35歳男性。身長170cm、体重81kg。最近、体重が増加して運動不足を痛感していた。今回、会社の健康診断の後に、生活習慣病の予防のために運動に加えて特定保健用食品を利用しようと思い、健康サポート薬局の薬剤師に相談した。
この男性が持参した検査値は以下のとおりである。
(検査値)
収縮期血圧135mmHg、拡張期血圧85mmHg、HDL–C 60mg/dL、LDL–C 120mg/dL、
TG 110mg/dL、HbA1c 5.0%(NGSP値)
問240(実務)
検査結果から、この男性に適すると考えられる特定保健用食品の関与成分はどれか。1つ選べ。
- 茶カテキン
- グルコシルセラミド
- 大豆イソフラボン
- キシリトール
- CPP(カデインホスホペプチド)
解答・解説
解答
1
解説
健康診断の検査値の基準値(収縮期血圧:129mmHg以下、拡張期血圧:84mmHg以下、HDL-C:40mg/dL以下、LDL-C:60〜119mg/dL、TG:30〜149mg/dL、HbA1c 5.5%(NGSP値)以下)、より、本患者は収縮期血圧、拡張期血圧が少し高く、また、BMIが81 kg÷1.7 m÷1.7≒28であり、肥満である。
1 正
茶カテキンは、脂肪分解と消費に働く酵素活性を高めることで内臓脂肪を減らす働きを有するため、この男性に適している。
2 誤
グルコシルセラミドは、肌の水分を逃しにくくする働きを有するため、肌の乾燥や肌荒れが気になる方に適している。
3 誤
大豆イソフラボンは、骨密度、骨強度を高める働きを有するため、骨の健康が気になる方に適している。
4 誤
キシリトールは、歯の再石灰化を増強する働きを有するため、歯を丈夫で健康に保ちたい方に適している。
5 誤
カデインホスホペプチドは、カルシウムを吸収しやすい状態にする働きを有するため、ミネラルの吸収を高くしたい方に適している。
問241(衛生)
この男性からの相談に対応するために、薬局内で保健機能食品等に関する勉強会を行うことになった。次の記述のうち、誤っているのはどれか。1つ選べ。

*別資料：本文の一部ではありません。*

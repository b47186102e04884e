//! Profile operations on the `profiles` table.
//!
//! Rows are keyed by profile URL. Upserting never clears a stored field:
//! a `None` in the incoming record keeps whatever value is already there.

use crate::error::{Result, StoreError};
use chrono::{DateTime, Utc};
use scout_core::{Handle, Platform, Post, ProfileRecord};
use serde::{Deserialize, Serialize};
use sqlx::sqlite::SqliteRow;
use sqlx::{Pool, Row, Sqlite};
use std::collections::BTreeMap;

/// Row counts across the store.
#[derive(Debug, Clone, Default, PartialEq, Eq, Serialize, Deserialize)]
pub struct StoreStats {
    /// Total stored profiles
    pub total: u64,
    /// Profiles per source platform
    pub by_source: BTreeMap<String, u64>,
    /// Profiles per niche label; profiles without a niche are not counted
    pub by_niche: BTreeMap<String, u64>,
}

/// Insert or update a profile. Returns `true` when a new row was created.
///
/// # Errors
/// Returns `StoreError::Invalid` if the record breaks its invariants.
pub async fn upsert_profile(pool: &Pool<Sqlite>, record: &ProfileRecord) -> Result<bool> {
    record
        .validate()
        .map_err(|e| StoreError::Invalid(e.to_string()))?;

    let existed = profile_exists(pool, &record.profile_url).await?;
    let top_posts = serde_json::to_string(&record.top_posts)?;
    let recent_posts = serde_json::to_string(&record.recent_posts)?;
    let raw = record.raw.as_ref().map(serde_json::to_string).transpose()?;

    sqlx::query(
        "INSERT INTO profiles (profile_url, source, handle, display_name, bio, niche,
                               public_contact_email, location, follower_count, following_count,
                               post_count, engagement_rate, top_posts, recent_posts, avatar_url,
                               raw, scraped_at, updated_at)
         VALUES (?, ?, ?, ?, ?, ?, ?, ?, ?, ?, ?, ?, ?, ?, ?, ?, ?, ?)
         ON CONFLICT(profile_url) DO UPDATE SET
             source = excluded.source,
             handle = excluded.handle,
             display_name = COALESCE(excluded.display_name, profiles.display_name),
             bio = COALESCE(excluded.bio, profiles.bio),
             niche = COALESCE(excluded.niche, profiles.niche),
             public_contact_email = COALESCE(excluded.public_contact_email, profiles.public_contact_email),
             location = COALESCE(excluded.location, profiles.location),
             follower_count = COALESCE(excluded.follower_count, profiles.follower_count),
             following_count = COALESCE(excluded.following_count, profiles.following_count),
             post_count = COALESCE(excluded.post_count, profiles.post_count),
             engagement_rate = COALESCE(excluded.engagement_rate, profiles.engagement_rate),
             top_posts = excluded.top_posts,
             recent_posts = excluded.recent_posts,
             avatar_url = COALESCE(excluded.avatar_url, profiles.avatar_url),
             raw = COALESCE(excluded.raw, profiles.raw),
             scraped_at = excluded.scraped_at,
             updated_at = excluded.updated_at",
    )
    .bind(&record.profile_url)
    .bind(record.source.as_str())
    .bind(record.handle.as_str())
    .bind(&record.display_name)
    .bind(&record.bio)
    .bind(&record.niche)
    .bind(&record.public_contact_email)
    .bind(&record.location)
    .bind(record.follower_count.map(to_i64))
    .bind(record.following_count.map(to_i64))
    .bind(record.post_count.map(to_i64))
    .bind(record.engagement_rate)
    .bind(&top_posts)
    .bind(&recent_posts)
    .bind(&record.avatar_url)
    .bind(&raw)
    .bind(record.scraped_at.to_rfc3339())
    .bind(Utc::now().to_rfc3339())
    .execute(pool)
    .await?;

    tracing::info!(
        platform = %record.source,
        handle = %record.handle,
        created = !existed,
        "Upserted creator profile"
    );
    Ok(!existed)
}

/// Whether a profile with this URL is stored.
pub async fn profile_exists(pool: &Pool<Sqlite>, profile_url: &str) -> Result<bool> {
    let count: i64 = sqlx::query_scalar("SELECT COUNT(*) FROM profiles WHERE profile_url = ?")
        .bind(profile_url)
        .fetch_one(pool)
        .await?;
    Ok(count > 0)
}

/// Fetch one profile by URL.
pub async fn get_profile(pool: &Pool<Sqlite>, profile_url: &str) -> Result<Option<ProfileRecord>> {
    let row = sqlx::query("SELECT * FROM profiles WHERE profile_url = ?")
        .bind(profile_url)
        .fetch_optional(pool)
        .await?;
    row.as_ref().map(profile_from_row).transpose()
}

/// Profiles from one source, most recently scraped first.
pub async fn list_by_source(
    pool: &Pool<Sqlite>,
    source: Platform,
    limit: u32,
) -> Result<Vec<ProfileRecord>> {
    let rows = sqlx::query("SELECT * FROM profiles WHERE source = ? ORDER BY scraped_at DESC LIMIT ?")
        .bind(source.as_str())
        .bind(limit)
        .fetch_all(pool)
        .await?;
    rows.iter().map(profile_from_row).collect()
}

/// Profiles with a niche label, most recently scraped first.
pub async fn list_by_niche(pool: &Pool<Sqlite>, niche: &str, limit: u32) -> Result<Vec<ProfileRecord>> {
    let rows = sqlx::query("SELECT * FROM profiles WHERE niche = ? ORDER BY scraped_at DESC LIMIT ?")
        .bind(niche)
        .bind(limit)
        .fetch_all(pool)
        .await?;
    rows.iter().map(profile_from_row).collect()
}

/// Profiles with a known follower count, largest audience first.
pub async fn top_profiles(
    pool: &Pool<Sqlite>,
    source: Option<Platform>,
    niche: Option<&str>,
    limit: u32,
) -> Result<Vec<ProfileRecord>> {
    let rows = sqlx::query(
        "SELECT * FROM profiles
         WHERE follower_count IS NOT NULL
           AND (?1 IS NULL OR source = ?1)
           AND (?2 IS NULL OR niche = ?2)
         ORDER BY follower_count DESC
         LIMIT ?3",
    )
    .bind(source.map(|s| s.as_str()))
    .bind(niche)
    .bind(limit)
    .fetch_all(pool)
    .await?;
    rows.iter().map(profile_from_row).collect()
}

/// Delete a profile. Returns `false` if no row matched.
pub async fn delete_profile(pool: &Pool<Sqlite>, profile_url: &str) -> Result<bool> {
    let result = sqlx::query("DELETE FROM profiles WHERE profile_url = ?")
        .bind(profile_url)
        .execute(pool)
        .await?;

    let deleted = result.rows_affected() > 0;
    if deleted {
        tracing::info!("Deleted creator: {}", profile_url);
    } else {
        tracing::warn!("Creator not found for deletion: {}", profile_url);
    }
    Ok(deleted)
}

/// Total, per-source and per-niche counts.
pub async fn profile_stats(pool: &Pool<Sqlite>) -> Result<StoreStats> {
    let total: i64 = sqlx::query_scalar("SELECT COUNT(*) FROM profiles")
        .fetch_one(pool)
        .await?;

    let by_source = sqlx::query_as::<_, (String, i64)>(
        "SELECT source, COUNT(*) FROM profiles GROUP BY source",
    )
    .fetch_all(pool)
    .await?;

    let by_niche = sqlx::query_as::<_, (String, i64)>(
        "SELECT niche, COUNT(*) FROM profiles WHERE niche IS NOT NULL GROUP BY niche",
    )
    .fetch_all(pool)
    .await?;

    Ok(StoreStats {
        total: to_u64(total),
        by_source: by_source.into_iter().map(|(k, v)| (k, to_u64(v))).collect(),
        by_niche: by_niche.into_iter().map(|(k, v)| (k, to_u64(v))).collect(),
    })
}

fn to_i64(value: u64) -> i64 {
    i64::try_from(value).unwrap_or(i64::MAX)
}

fn to_u64(value: i64) -> u64 {
    u64::try_from(value).unwrap_or(0)
}

fn profile_from_row(row: &SqliteRow) -> Result<ProfileRecord> {
    let source: String = row.try_get("source")?;
    let source: Platform = source
        .parse()
        .map_err(|e| StoreError::Decode(format!("invalid source '{source}': {e}")))?;

    let handle: String = row.try_get("handle")?;
    let handle: Handle = source
        .parse_handle(&handle)
        .map_err(|e| StoreError::Decode(e.to_string()))?;

    let profile_url: String = row.try_get("profile_url")?;
    let mut record = ProfileRecord::new(source, handle, profile_url);

    record.display_name = row.try_get("display_name")?;
    record.bio = row.try_get("bio")?;
    record.niche = row.try_get("niche")?;
    record.public_contact_email = row.try_get("public_contact_email")?;
    record.location = row.try_get("location")?;
    record.follower_count = row.try_get::<Option<i64>, _>("follower_count")?.map(to_u64);
    record.following_count = row.try_get::<Option<i64>, _>("following_count")?.map(to_u64);
    record.post_count = row.try_get::<Option<i64>, _>("post_count")?.map(to_u64);
    record.engagement_rate = row.try_get("engagement_rate")?;
    record.avatar_url = row.try_get("avatar_url")?;

    let top_posts: String = row.try_get("top_posts")?;
    record.top_posts = decode_posts(&top_posts)?;
    let recent_posts: String = row.try_get("recent_posts")?;
    record.recent_posts = decode_posts(&recent_posts)?;

    let raw: Option<String> = row.try_get("raw")?;
    record.raw = raw.as_deref().map(serde_json::from_str).transpose()?;

    let scraped_at: String = row.try_get("scraped_at")?;
    record.scraped_at = DateTime::parse_from_rfc3339(&scraped_at)
        .map_err(|e| StoreError::Decode(format!("invalid scraped_at '{scraped_at}': {e}")))?
        .with_timezone(&Utc);

    Ok(record)
}

fn decode_posts(json: &str) -> Result<Vec<Post>> {
    serde_json::from_str(json).map_err(|e| StoreError::Decode(format!("invalid posts column: {e}")))
}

- 栄養機能食品には、疾病リスクの低減、疾病の予防に関する表示が認められている。
- 特定保健用食品は、保健機能食品であり、特別用途食品でもある。
- 機能性表示食品は、喫食習慣や既存情報により安全性が説明できれば、安全性試験を実施しなくてもよい。
- 難消化性デキストリンを含む食品が特定保健用食品として審査される場合は、個別に安全性や有効性の審査を受けることなく、規格基準への適合性が審査される。
- いわゆる「健康食品」は一般食品であり、保健機能に関する法令上の明確な定義がない。
解答・解説
解答
1
解説
1 誤っている
栄養機能食品には、疾病リスクの低減、疾病の予防に関する表示が認められていない。なお、疾病リスクの低減表示が認められているのは、特定保健用食品(疾病リスク低減表示)である。
2 正しい
特定保健用食品は、保健機能食品と特別用途食品に分類される。
3 正しい
機能性表示食品は、「今までに広く食べられていたか(食経験)」、「安全性に関する既存情報の調査」、「動物や人を用いての安全性試験の実施」により安全性が説明できれば、安全性試験を実施しなくてもよい。
4 正しい
特定保健用食品には、科学的根拠が蓄積されている関与成分(食物繊維、オリゴ糖、難消化性デキストリン)について、個別に安全性や有効性の審査を受けることなく規格基準に適合するか否かの審査で許可を決定する「特別保健用食品(規格基準型)」がある。
5 正しい
健康食品は一般食品であり、法律上の定義はない。